**INSTRUCTIONS FOR THE TASK:** Look over the entries and say how many lines include the word "fdtable". Only the number, please.

(Records contained in a dataset)

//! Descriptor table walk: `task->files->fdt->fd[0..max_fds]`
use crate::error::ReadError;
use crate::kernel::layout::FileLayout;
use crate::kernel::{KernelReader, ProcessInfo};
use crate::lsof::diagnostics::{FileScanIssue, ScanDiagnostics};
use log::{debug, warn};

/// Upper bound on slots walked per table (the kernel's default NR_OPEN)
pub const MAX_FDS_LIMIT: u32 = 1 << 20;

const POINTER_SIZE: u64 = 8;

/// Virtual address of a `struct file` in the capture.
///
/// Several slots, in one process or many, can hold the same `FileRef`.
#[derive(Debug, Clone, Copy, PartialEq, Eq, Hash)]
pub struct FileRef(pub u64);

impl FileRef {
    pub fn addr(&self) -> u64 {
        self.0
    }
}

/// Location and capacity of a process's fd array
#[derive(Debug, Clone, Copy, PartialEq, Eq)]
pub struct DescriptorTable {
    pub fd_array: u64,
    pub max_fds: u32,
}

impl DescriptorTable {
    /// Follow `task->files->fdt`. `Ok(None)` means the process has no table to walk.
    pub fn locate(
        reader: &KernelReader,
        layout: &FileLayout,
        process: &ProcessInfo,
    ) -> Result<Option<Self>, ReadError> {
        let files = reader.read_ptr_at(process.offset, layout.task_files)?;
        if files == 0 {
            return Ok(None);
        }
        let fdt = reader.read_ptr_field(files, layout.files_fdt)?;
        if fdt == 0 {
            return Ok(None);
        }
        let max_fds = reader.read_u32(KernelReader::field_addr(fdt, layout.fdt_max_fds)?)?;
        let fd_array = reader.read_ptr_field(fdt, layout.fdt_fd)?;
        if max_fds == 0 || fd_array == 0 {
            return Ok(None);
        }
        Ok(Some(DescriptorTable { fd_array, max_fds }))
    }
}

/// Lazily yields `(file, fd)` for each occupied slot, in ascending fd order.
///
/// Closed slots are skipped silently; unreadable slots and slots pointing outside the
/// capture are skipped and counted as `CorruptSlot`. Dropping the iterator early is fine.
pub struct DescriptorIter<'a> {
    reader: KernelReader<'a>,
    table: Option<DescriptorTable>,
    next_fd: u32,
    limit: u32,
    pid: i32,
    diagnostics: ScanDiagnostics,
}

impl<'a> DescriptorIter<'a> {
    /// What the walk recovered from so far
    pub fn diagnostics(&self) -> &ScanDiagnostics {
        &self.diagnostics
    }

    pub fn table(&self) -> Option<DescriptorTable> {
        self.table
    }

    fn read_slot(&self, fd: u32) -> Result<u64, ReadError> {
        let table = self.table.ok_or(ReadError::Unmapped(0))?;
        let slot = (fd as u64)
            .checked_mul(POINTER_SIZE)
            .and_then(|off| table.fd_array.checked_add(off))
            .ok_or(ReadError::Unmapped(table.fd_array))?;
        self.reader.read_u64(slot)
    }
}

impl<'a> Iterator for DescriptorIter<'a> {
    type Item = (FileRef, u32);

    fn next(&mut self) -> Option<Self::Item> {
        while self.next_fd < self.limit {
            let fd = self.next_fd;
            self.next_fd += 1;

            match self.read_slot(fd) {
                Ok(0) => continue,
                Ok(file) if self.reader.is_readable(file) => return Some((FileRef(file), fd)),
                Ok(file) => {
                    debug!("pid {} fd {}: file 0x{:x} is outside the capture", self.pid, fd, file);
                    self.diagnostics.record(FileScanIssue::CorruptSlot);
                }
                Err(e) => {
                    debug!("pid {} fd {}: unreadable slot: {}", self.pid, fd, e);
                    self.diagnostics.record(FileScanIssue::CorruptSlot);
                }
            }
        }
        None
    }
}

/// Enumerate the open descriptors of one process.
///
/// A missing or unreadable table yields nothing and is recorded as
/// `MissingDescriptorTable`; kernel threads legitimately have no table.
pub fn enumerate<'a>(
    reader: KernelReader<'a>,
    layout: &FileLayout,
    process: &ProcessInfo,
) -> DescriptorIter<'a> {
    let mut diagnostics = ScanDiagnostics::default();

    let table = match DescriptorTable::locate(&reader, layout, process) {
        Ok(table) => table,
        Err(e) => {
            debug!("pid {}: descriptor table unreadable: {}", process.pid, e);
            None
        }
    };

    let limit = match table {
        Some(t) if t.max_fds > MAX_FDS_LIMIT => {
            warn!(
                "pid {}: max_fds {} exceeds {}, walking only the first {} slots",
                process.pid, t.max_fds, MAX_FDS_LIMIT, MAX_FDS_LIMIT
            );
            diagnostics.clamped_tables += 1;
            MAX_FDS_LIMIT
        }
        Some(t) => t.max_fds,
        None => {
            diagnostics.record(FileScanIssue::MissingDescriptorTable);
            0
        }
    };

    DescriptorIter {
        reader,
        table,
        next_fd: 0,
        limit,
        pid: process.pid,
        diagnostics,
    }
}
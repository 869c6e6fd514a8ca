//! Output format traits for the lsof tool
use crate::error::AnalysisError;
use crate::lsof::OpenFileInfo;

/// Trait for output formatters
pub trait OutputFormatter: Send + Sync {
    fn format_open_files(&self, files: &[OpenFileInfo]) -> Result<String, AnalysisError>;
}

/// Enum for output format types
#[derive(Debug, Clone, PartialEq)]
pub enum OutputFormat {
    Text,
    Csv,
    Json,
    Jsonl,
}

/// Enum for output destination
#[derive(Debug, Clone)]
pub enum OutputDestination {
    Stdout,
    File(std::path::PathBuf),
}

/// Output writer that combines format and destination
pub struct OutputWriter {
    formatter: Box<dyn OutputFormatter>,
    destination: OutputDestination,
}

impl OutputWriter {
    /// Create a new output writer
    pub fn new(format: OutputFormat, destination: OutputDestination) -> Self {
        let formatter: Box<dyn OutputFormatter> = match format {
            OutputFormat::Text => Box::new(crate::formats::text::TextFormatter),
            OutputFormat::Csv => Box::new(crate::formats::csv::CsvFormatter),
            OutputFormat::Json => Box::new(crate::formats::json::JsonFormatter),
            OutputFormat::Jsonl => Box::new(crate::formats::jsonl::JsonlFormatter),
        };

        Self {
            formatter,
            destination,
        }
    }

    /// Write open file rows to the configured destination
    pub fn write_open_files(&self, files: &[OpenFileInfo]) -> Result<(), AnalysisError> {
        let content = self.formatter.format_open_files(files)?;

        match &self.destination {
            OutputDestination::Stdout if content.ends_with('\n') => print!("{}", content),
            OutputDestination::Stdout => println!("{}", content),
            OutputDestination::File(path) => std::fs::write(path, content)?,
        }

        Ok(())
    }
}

* * *

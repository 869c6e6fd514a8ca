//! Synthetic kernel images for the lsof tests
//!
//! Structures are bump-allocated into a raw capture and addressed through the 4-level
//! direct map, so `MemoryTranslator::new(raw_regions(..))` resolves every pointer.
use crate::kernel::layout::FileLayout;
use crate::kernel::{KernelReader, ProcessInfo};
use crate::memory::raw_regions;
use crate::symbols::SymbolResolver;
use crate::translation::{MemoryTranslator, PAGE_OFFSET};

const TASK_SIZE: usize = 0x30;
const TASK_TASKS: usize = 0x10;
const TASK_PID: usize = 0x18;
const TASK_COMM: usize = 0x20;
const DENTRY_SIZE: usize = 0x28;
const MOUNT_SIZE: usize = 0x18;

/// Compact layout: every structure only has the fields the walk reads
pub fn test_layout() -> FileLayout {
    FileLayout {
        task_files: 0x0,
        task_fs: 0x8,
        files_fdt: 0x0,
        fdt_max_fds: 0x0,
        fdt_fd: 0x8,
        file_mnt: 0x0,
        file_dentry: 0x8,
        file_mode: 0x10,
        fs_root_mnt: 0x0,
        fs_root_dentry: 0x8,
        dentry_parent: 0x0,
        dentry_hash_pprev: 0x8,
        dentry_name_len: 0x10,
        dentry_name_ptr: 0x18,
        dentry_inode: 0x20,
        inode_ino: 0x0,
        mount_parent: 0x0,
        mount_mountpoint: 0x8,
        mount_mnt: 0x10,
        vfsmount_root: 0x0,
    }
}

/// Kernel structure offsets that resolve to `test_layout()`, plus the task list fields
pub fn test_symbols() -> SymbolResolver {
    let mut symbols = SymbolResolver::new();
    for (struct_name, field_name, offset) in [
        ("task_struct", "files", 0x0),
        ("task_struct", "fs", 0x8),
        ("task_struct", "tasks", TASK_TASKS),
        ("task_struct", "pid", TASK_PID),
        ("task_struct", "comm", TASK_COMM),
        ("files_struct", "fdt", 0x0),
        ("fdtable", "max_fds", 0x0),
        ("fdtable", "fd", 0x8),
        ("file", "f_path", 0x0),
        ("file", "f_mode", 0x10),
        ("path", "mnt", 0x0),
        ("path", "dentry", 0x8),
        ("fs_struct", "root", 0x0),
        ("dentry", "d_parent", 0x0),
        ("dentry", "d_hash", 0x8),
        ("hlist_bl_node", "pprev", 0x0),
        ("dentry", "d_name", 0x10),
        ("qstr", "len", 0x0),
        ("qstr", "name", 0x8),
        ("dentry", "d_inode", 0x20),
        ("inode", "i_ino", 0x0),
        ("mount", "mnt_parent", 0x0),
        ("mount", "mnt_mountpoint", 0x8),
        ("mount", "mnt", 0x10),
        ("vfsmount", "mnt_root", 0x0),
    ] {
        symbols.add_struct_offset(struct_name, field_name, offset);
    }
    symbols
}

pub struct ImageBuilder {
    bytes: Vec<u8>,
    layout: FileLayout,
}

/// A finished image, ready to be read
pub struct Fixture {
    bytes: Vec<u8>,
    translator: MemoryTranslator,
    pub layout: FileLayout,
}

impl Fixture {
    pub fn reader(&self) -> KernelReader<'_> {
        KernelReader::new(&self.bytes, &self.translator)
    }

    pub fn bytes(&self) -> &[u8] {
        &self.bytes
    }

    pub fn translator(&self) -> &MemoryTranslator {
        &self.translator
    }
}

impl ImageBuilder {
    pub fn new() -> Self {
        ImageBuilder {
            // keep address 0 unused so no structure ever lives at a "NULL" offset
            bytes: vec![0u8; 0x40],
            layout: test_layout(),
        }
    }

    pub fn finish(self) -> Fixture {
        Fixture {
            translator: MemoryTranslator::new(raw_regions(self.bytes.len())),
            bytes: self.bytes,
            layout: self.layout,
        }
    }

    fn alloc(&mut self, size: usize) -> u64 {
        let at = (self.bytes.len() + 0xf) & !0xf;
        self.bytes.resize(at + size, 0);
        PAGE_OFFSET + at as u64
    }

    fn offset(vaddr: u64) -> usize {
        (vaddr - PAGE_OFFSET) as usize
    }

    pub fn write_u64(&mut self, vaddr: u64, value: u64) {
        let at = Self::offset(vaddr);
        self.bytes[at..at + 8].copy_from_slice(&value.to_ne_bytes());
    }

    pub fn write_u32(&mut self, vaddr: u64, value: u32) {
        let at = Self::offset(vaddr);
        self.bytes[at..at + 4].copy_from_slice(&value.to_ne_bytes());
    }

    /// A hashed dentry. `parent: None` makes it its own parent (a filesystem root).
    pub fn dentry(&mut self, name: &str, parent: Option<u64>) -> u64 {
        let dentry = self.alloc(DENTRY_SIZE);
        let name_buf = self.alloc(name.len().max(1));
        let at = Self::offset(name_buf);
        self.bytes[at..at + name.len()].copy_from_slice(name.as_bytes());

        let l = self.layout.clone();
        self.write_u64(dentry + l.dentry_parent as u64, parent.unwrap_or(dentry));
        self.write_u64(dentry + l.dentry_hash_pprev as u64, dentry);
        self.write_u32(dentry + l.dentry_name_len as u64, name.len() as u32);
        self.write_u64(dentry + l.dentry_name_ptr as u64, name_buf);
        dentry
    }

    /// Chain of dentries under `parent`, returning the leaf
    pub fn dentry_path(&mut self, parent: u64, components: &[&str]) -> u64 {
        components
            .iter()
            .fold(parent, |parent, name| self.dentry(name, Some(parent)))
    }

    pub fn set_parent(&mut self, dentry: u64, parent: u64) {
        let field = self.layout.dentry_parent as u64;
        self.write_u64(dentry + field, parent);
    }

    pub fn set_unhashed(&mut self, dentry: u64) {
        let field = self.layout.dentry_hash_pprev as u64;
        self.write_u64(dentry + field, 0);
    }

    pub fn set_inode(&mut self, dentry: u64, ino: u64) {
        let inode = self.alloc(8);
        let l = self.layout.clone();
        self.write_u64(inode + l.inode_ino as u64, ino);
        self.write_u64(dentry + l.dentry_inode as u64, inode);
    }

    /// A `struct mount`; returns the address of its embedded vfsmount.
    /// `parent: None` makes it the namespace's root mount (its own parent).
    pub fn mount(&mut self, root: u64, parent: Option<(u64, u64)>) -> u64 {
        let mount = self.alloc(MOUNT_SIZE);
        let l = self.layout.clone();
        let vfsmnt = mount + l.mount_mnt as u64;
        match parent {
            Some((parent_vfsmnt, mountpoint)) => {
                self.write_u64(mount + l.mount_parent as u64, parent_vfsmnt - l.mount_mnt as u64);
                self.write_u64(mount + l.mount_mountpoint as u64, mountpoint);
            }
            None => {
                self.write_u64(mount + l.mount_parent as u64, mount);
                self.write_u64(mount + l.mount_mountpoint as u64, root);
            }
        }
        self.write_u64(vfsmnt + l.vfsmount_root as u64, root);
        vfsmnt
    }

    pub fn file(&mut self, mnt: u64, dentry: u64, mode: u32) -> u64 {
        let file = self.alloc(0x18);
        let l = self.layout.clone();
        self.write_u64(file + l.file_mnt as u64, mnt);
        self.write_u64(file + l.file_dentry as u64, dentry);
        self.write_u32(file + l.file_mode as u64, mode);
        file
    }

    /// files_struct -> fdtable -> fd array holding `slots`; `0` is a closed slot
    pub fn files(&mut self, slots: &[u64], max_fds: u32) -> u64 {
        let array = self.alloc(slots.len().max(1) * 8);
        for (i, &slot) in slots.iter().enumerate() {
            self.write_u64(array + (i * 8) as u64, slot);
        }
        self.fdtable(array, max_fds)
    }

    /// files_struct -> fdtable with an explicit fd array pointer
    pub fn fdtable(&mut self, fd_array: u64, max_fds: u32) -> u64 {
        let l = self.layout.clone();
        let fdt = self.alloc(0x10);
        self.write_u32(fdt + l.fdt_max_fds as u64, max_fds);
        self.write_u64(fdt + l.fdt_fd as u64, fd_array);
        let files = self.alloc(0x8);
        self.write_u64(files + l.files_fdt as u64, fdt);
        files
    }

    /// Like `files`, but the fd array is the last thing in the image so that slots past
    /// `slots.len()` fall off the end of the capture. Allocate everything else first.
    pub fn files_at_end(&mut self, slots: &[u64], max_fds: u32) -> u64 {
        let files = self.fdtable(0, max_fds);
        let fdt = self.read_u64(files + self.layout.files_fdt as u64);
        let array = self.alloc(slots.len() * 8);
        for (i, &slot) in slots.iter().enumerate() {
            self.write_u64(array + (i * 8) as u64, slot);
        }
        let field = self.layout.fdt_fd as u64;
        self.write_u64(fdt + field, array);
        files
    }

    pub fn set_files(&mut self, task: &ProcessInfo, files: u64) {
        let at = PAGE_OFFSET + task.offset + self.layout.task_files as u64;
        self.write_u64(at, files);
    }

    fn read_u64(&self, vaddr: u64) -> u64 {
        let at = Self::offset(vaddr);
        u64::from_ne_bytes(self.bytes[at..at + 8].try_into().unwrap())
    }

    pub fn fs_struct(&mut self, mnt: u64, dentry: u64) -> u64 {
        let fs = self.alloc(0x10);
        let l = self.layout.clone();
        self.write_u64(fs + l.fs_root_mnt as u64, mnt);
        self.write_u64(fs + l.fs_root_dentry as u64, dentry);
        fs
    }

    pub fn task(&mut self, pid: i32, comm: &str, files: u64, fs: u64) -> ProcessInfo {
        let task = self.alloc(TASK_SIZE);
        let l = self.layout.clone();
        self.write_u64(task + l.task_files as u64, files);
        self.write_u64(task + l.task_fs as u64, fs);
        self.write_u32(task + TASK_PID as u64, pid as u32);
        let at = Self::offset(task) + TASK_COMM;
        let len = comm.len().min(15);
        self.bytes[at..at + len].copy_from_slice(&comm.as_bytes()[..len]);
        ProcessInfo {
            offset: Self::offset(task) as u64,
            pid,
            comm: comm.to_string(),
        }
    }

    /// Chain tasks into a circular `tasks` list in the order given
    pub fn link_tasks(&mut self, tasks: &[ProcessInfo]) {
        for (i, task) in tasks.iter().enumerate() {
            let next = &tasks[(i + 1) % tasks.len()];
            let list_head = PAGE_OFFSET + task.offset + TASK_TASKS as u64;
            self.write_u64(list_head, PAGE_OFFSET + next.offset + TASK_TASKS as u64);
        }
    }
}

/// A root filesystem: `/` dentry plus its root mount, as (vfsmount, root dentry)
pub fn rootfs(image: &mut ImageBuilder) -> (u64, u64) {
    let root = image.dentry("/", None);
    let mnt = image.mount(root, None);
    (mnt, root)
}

* * *

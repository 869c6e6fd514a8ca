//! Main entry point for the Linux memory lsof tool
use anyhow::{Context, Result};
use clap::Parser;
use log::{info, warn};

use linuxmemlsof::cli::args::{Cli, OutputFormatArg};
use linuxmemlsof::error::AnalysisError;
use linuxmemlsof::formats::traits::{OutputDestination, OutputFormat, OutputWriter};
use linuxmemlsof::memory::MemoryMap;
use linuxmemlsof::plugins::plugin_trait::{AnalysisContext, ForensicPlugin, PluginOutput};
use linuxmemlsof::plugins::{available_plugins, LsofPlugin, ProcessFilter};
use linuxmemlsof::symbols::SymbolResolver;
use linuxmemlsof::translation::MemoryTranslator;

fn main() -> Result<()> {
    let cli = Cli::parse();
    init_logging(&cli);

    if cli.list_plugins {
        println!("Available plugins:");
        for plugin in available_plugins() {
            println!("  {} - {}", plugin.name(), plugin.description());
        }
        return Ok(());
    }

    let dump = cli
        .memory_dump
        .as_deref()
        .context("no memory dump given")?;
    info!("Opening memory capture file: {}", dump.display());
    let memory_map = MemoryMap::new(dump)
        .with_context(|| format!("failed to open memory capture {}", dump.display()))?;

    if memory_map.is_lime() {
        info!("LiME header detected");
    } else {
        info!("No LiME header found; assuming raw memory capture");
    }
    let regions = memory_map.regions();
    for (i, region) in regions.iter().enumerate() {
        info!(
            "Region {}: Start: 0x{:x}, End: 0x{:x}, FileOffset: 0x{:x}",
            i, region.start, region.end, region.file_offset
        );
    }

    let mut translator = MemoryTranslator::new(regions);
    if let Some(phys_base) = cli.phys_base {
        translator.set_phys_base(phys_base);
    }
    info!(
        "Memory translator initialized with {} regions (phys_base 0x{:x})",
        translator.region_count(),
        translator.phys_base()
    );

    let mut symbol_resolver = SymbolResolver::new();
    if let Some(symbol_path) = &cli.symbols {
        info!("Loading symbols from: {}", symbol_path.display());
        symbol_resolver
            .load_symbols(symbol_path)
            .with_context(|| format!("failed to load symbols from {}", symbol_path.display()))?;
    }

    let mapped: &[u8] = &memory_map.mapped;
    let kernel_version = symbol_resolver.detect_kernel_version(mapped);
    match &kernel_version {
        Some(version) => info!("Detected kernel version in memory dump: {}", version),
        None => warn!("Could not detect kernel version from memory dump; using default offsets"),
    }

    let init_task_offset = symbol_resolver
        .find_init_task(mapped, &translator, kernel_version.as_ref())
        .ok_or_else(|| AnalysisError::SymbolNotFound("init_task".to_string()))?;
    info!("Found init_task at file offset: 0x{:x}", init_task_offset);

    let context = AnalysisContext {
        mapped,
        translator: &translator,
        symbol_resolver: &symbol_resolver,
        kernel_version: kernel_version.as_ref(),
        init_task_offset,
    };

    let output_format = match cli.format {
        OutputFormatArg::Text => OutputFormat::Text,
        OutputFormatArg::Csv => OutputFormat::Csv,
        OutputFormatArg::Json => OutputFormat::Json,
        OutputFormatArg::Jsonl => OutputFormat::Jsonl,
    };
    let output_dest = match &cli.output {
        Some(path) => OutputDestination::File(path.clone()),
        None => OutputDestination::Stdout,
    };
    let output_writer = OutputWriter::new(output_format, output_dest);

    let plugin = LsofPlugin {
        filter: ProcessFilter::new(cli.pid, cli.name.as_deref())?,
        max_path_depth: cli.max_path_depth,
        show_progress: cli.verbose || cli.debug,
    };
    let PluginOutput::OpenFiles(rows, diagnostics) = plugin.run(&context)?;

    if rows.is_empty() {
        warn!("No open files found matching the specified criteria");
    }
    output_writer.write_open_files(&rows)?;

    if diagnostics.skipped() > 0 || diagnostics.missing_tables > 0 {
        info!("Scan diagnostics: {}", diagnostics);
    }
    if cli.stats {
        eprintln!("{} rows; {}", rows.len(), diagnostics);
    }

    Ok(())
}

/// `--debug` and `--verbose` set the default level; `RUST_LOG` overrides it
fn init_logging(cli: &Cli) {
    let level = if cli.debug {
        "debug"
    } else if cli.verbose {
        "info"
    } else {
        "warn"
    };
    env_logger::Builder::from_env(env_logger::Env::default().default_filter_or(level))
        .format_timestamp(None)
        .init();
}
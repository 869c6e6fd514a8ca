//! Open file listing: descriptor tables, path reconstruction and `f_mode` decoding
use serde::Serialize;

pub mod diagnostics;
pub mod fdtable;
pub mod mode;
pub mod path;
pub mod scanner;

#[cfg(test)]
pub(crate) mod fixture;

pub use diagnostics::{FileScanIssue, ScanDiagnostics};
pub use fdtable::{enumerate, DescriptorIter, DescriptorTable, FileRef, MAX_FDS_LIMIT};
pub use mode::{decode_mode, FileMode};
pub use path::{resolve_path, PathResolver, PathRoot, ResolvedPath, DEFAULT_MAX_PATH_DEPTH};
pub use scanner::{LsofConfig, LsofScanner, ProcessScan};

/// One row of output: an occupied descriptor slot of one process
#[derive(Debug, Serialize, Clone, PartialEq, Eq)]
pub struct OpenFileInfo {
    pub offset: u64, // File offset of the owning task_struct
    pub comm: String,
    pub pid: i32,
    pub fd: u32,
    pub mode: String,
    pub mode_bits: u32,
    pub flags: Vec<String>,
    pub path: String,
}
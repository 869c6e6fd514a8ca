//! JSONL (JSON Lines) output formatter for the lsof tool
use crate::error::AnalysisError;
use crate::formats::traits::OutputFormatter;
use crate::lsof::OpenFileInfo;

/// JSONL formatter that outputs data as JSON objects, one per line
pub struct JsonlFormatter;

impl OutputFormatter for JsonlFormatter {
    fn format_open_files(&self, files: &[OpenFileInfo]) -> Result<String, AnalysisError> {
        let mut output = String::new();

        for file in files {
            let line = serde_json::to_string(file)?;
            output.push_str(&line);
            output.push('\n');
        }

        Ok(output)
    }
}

**SOLUTION TO THE PROBLEM:** 9